This was a very nice loaf of bread, although I think it could have done with another five minutes in the oven. With Wonder Bread being a zero and San Francisco sourdough being a ten, I prefer a four or five on the sourdough scale--this was about a 3.5, which was pretty impressive for its first outing.
Today I got out my baguette pan and made one baguette.

I could have made two loaves--this one rose much more enthusiastically than I expected, and nearly popped out of the baguette pan. I may have overcompensated a bit for the first loaf, which was a little too pale. But this one tasted just about perfect--the overnight refrigeration was an excellent idea--with a few cheeses, some Italian salami, and strawberries. And wine. Jim bought two bottles of wine (pouilly-fuisse and pinot noir) for Mother's Day, and naturally I had to try both since he bought them just for me. I thought the white wine had the edge, but it was necessary to keep sampling so I could be sure. Sarah and Jim agreed, using the same technique.
We're going to Vancouver and then to Alaska, so I have only one more weekend to bake bread before we leave. Elizabeth gave me Peter Reinhart's Crust and Crumb for Mother's Day, and I think I'll try something from that book. My bread cookbook collection now numbers five.

Monday, May 07, 2007

Before and After

Monday, May 7, 2007
I promised some before and after pictures of the kitchen, and then I'm done talking about the kitchen and back to baking bread.
This is the wall facing north, or the sink wall:


More windows now, so there's a lot more natural light. No cabinets at all on this wall. I wanted more cabinets and fewer windows; Michael wanted more windows and told me I'd have all the cabinets I'd need.
This is the east wall, facing out on the rear garden.

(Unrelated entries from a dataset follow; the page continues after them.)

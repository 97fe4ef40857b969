//! Async Renderer

use super::*;
use crossbeam_channel::{bounded, Receiver};
use std::sync::Mutex;
use std::thread::{self, JoinHandle};

struct Job {
    handle: JoinHandle<()>,
    result: Receiver<Result<RenderResult>>,
}

/// Runs a renderer on a background thread.
pub struct AsyncRenderer {
    renderer: ArcRenderer,
    stop: StopToken,
    job: Mutex<Option<Job>>,
}

impl AsyncRenderer {
    /// Create a new `AsyncRenderer`.
    ///
    /// * `renderer` - The renderer to run.
    pub fn new(renderer: ArcRenderer) -> Self {
        Self {
            renderer,
            stop: StopToken::new(),
            job: Mutex::new(None),
        }
    }

    /// Starts rendering in the background. Fails if a render is already
    /// running or its result has not been collected.
    pub fn render_async(&self) -> Result<()> {
        let mut job = self
            .job
            .lock()
            .map_err(|_| Error::Runtime("async renderer lock poisoned".to_string()))?;
        if job.is_some() {
            return Err(Error::Runtime("a render is already in progress".to_string()));
        }

        self.stop.reset();
        let (tx, rx) = bounded(1);
        let renderer = self.renderer.clone();
        let stop = self.stop.clone();
        let handle = thread::Builder::new()
            .name("render".to_string())
            .spawn(move || {
                let result = renderer.render(&stop);
                if tx.send(result).is_err() {
                    warn!("Render result dropped; nobody is waiting for it");
                }
            })
            .map_err(|e| Error::Runtime(format!("unable to spawn render thread: {e}")))?;

        *job = Some(Job { handle, result: rx });
        Ok(())
    }

    /// Returns true while the background render is running.
    pub fn is_rendering(&self) -> bool {
        self.job
            .lock()
            .map(|job| job.as_ref().map_or(false, |j| !j.handle.is_finished()))
            .unwrap_or(false)
    }

    /// Asks the background render to stop after its current iteration.
    pub fn stop_async(&self) {
        self.stop.stop();
    }

    /// Waits for the background render and returns its result.
    pub fn wait_async(&self) -> Result<RenderResult> {
        let job = self
            .job
            .lock()
            .map_err(|_| Error::Runtime("async renderer lock poisoned".to_string()))?
            .take()
            .ok_or_else(|| Error::Runtime("no render in progress".to_string()))?;

        let result = job
            .result
            .recv()
            .map_err(|_| Error::Runtime("render thread terminated without a result".to_string()));
        if job.handle.join().is_err() {
            return Err(Error::Runtime("render thread panicked".to_string()));
        }
        result?
    }
}
#[macro_use]
extern crate log;

mod options;
mod scenes;

use clap::Parser;
use integrators::WavefrontPathTracer;
use options::Options;
use std::path::{Path, PathBuf};
use std::sync::Arc;
use std::time::{Duration, Instant};
use wavefront_core::error::*;
use wavefront_core::image_io::*;
use wavefront_core::renderer::*;
use wavefront_core::reporter::*;

fn main() {
    let options = Options::parse();

    // Initialize `env_logger`; `RUST_LOG` overrides the default level.
    let level = if options.quiet { "error" } else { "info" };
    env_logger::Builder::from_env(env_logger::Env::default().default_filter_or(level)).init();

    if let Err(e) = run(&options) {
        eprintln!("error: {}", ErrorChain(&e));
        std::process::exit(1);
    }
}

fn run(options: &Options) -> Result<()> {
    init_thread_pool(options.n_threads)?;

    let params = options.renderer_params();
    params.validate()?;
    let scene = scenes::build_scene(options.scene, options.aspect())?;

    let start = Instant::now();
    let result = match options.preview_interval {
        Some(secs) => render_with_previews(options, params, scene, secs)?,
        None => {
            let reporter: ArcReporter = if options.quiet {
                Arc::new(NullReporter)
            } else {
                Arc::new(ConsoleReporter::new())
            };
            WavefrontPathTracer::new(params, scene)?
                .with_reporter(reporter)
                .render(&StopToken::new())?
        }
    };
    info!("Rendering took {:.2}s", start.elapsed().as_secs_f64());

    write_image(&options.image_file, &result.radiance)?;
    if let Some(albedo) = &result.albedo {
        write_image(&suffixed_path(&options.image_file, "_albedo"), albedo)?;
    }
    if let Some(normal) = &result.normal {
        write_image(&suffixed_path(&options.image_file, "_normal"), normal)?;
    }
    Ok(())
}

/// Sizes the global `rayon` pool the kernels launch on.
///
/// * `n_threads` - Number of threads; 0 uses every core.
fn init_thread_pool(n_threads: usize) -> Result<()> {
    rayon::ThreadPoolBuilder::new()
        .num_threads(n_threads)
        .build_global()
        .map_err(|e| Error::Runtime(format!("unable to build thread pool: {e}")))
}

/// Returns the PNG path previews of an output image are written to.
///
/// * `image_file` - Path of the final image.
fn preview_path(image_file: &str) -> PathBuf {
    Path::new(&suffixed_path(image_file, "_preview")).with_extension("png")
}

/// Renders on a background thread while this thread writes previews.
fn render_with_previews(
    options: &Options,
    params: RendererParams,
    scene: Arc<wavefront_core::scene::Scene>,
    secs: f64,
) -> Result<RenderResult> {
    if !(secs > 0.0 && secs.is_finite()) {
        return Err(Error::Config(format!("preview interval {secs} must be positive")));
    }
    let interval = Duration::from_secs_f64(secs);
    let reporter = Arc::new(PreviewReporter::new(interval));
    let tracer = WavefrontPathTracer::new(params, scene)?.with_reporter(reporter.clone());

    let renderer = AsyncRenderer::new(Arc::new(tracer));
    renderer.render_async()?;

    let preview_path = preview_path(&options.image_file);
    while renderer.is_rendering() {
        std::thread::sleep(interval.min(Duration::from_millis(250)));
        if let Some(preview) = reporter.take_preview() {
            let (stage, percent) = reporter.status();
            info!("{}: {:.1}%", stage, percent);
            write_preview(&preview_path, preview)?;
        }
    }
    renderer.wait_async()
}

/// Writes an 8-bit preview as PNG.
fn write_preview(path: &Path, preview: Preview) -> Result<()> {
    let raw = preview.pixels.into_iter().flatten().collect();
    let image = image::RgbaImage::from_raw(preview.width, preview.height, raw)
        .ok_or_else(|| Error::Image(format!("preview buffer does not match {}x{}", preview.width, preview.height)))?;
    image.save(path).map_err(Error::from).with_context(|| format!("writing {}", path.display()))
}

The west wall now has a beautiful Viking cooktop.

Before, it had an old stove that never sat straight on the floor. Whenever you sauteed something, all the oil (and eventually the food) immediately moved over to the lower part of the stove. Both Jim and I marveled when we used the new cooktop--the oil stayed where you put it! Miraculous!

The old sink:

The new sink:

The pantry area now has lots of little nooks and crannies, but also has big enough spaces so I can have most of my bread-baking equipment in one area:


Before, there was space there, but it wasn't pretty.

There's a lot happening on the south wall now--the refrigerator, cabinets, a wine rack, the oven.
Before, it was just a wall with a small kitchen table.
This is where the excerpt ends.